A: There are patient testimonials, which can be found on the Internet, whereby patients swear by this therapy. In line with this, I have seen some phenomenal results in patients. We have clinical trial data that asked patients, daily while they were receiving 2 weeks of outpatient therapy and then weekly for 10 weeks of follow-up, whether they would recommend this treatment to others. Approximately 80% of the replies noted that they would recommend it, 1% said that they would not and the rest said that they were unsure. There, admittedly, are some people who say this therapy did not work for them.

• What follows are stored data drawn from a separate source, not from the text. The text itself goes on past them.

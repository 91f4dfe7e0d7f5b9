//! Scaffold a documentation site.

use std::fs;
use std::path::Path;

use anyhow::{Context, Result};

/// Files written by `docket init`, relative to the target directory.
const SCAFFOLD: &[(&str, &str)] = &[
    ("docket.toml", DEFAULT_CONFIG),
    ("docs.json", DEFAULT_MANIFEST),
    ("index.mdx", DEFAULT_INDEX),
    ("quickstart.mdx", DEFAULT_QUICKSTART),
    ("api-reference/ping.mdx", DEFAULT_PING),
];

/// Run the init command in the current directory.
pub fn run(yes: bool) -> Result<()> {
    tracing::info!("Initializing docket...");

    let written = scaffold(Path::new("."), yes)?;

    if written == 0 {
        tracing::warn!("All files already exist. Use --yes to overwrite.");
        return Ok(());
    }

    tracing::info!("Initialization complete!");
    tracing::info!("Run 'docket dev' to start the development server.");

    Ok(())
}

/// Write the starter files into `dir`. Existing files are kept unless
/// `overwrite` is set. Returns the number of files written.
fn scaffold(dir: &Path, overwrite: bool) -> Result<usize> {
    let mut written = 0;

    for (name, content) in SCAFFOLD {
        let path = dir.join(name);
        if path.exists() && !overwrite {
            tracing::info!("Skipped {} (exists)", name);
            continue;
        }

        if let Some(parent) = path.parent() {
            fs::create_dir_all(parent)
                .with_context(|| format!("Failed to create {}", parent.display()))?;
        }
        fs::write(&path, content).with_context(|| format!("Failed to write {}", name))?;
        tracing::info!("Created {}", name);
        written += 1;
    }

    Ok(written)
}

const DEFAULT_CONFIG: &str = r#"# docket configuration

[docs]
# Content root: pages and assets resolve against it
dir = "."

# Navigation manifest, relative to the content root
manifest = "docs.json"

# Output directory for the built site
output = "build"

lang = "en"

[build]
minify = true

# Remove the output directory before each build
clean = true

# Copied verbatim into the output when present
assets = ["images", "logo", "icons"]
files = ["favicon.svg"]

[playground]
# Overrides api.baseUrl from docs.json
# base_url = "http://localhost:8080"
authorization = "Bearer YOUR_API_KEY"
"#;

const DEFAULT_MANIFEST: &str = r##"{
  "name": "My API",
  "description": "Reference and guides for My API.",
  "colors": {
    "primary": "#16A34A"
  },
  "favicon": "favicon.svg",
  "api": {
    "baseUrl": "https://api.example.com"
  },
  "navigation": {
    "tabs": [
      {
        "tab": "Guides",
        "groups": [
          {
            "group": "Getting started",
            "pages": ["index", "quickstart"]
          }
        ]
      },
      {
        "tab": "API Reference",
        "groups": [
          {
            "group": "Endpoints",
            "pages": ["api-reference/ping"]
          }
        ]
      }
    ]
  }
}
"##;

const DEFAULT_INDEX: &str = r#"---
title: Introduction
description: Welcome to the My API documentation.
---

# Introduction

This site is built with **docket** from the pages listed in `docs.json`.

## Next steps

- Follow the [Quickstart](/quickstart) to make your first request.
- Browse the [API reference](/api-reference/ping).
"#;

const DEFAULT_QUICKSTART: &str = r#"---
title: Quickstart
sidebarTitle: Quickstart
---

# Quickstart

## Get an API key

Every request is authenticated with a bearer token:

```bash
curl https://api.example.com/v1/ping \
  --header 'Authorization: Bearer YOUR_API_KEY'
```

## Try it from the terminal

```bash
docket try --page api-reference/ping
```

## Generate client code

```bash
docket snippet --page api-reference/ping --lang python
```
"#;

const DEFAULT_PING: &str = r#"---
title: Ping
description: Check that the API is reachable.
api: GET /v1/ping
---

Returns `{"ok": true}` when the service is up.

## Response

| Field | Type    | Description           |
|-------|---------|-----------------------|
| `ok`  | boolean | Always `true`         |
"#;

Q: How much of an issue is cost?
A: There are the issues regarding the cost of the machine, the cost of training and whether insurance companies cover this therapy. There are some insurance companies that cover the therapy, having realized that it is a lot cheaper than alternative therapies that might be employed for the same patient problem. This is certainly an evolving process. The cost can run anywhere between $200 and $500 per session, and up to 10 sessions may be recommended. This is less expensive than some other procedures and therapies employed for chronic pain, such as spinal cord stimulators. There are some patients who choose to pay for the treatments on their own, if not covered by insurance.
Q: Are there any side effects associated with this therapy? Do they outweigh the benefit, in your opinion?
A: There have not been many documented side effects with this therapy. People feel a buzzing sensation when the machine is working and sometimes this can be uncomfortable. If pain happens during the procedure, the signal intensity should be turned down and/or off. At times the electrode leads can be moved to an alternative site, sometimes by just a couple centimeters. Occasionally, patients may develop some skin irritation or bruising under the sites of the leads. There have been some patients who report more pain in the day or days following the treatment, but it is not apparent that this is more than the normal process of a waxing and waning of the baseline pain. Overall, the reports in the literature have been largely free of side effects.
Q: Is there anything else you would like to add?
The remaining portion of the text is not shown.